About this task
Type the records out again in full, exactly.

Record set

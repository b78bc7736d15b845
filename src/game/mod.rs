//! Core game logic: variable-size board with switchable gravity, players,
//! and the in-place game state machine.

mod board;
mod player;
mod state;

pub use board::{Board, Cell, Gravity, ScopedPlacement, WIN_LENGTH};
pub use player::Player;
pub use state::{GameConfig, GameOutcome, GameState, GravityMode, Opponent, REVERSAL_PERIOD};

Solution to this problem
repository b78bc7736d15b845
filename src/game/mod.rs
//! Core game logic: variable-size board with switchable gravity, players,
//! and the in-place game state machine.

mod board;
mod player;
mod state;

pub use board::{Board, Cell, Gravity, ScopedPlacement, WIN_LENGTH};
pub use player::Player;
pub use state::{GameConfig, GameOutcome, GameState, GravityMode, Opponent, REVERSAL_PERIOD};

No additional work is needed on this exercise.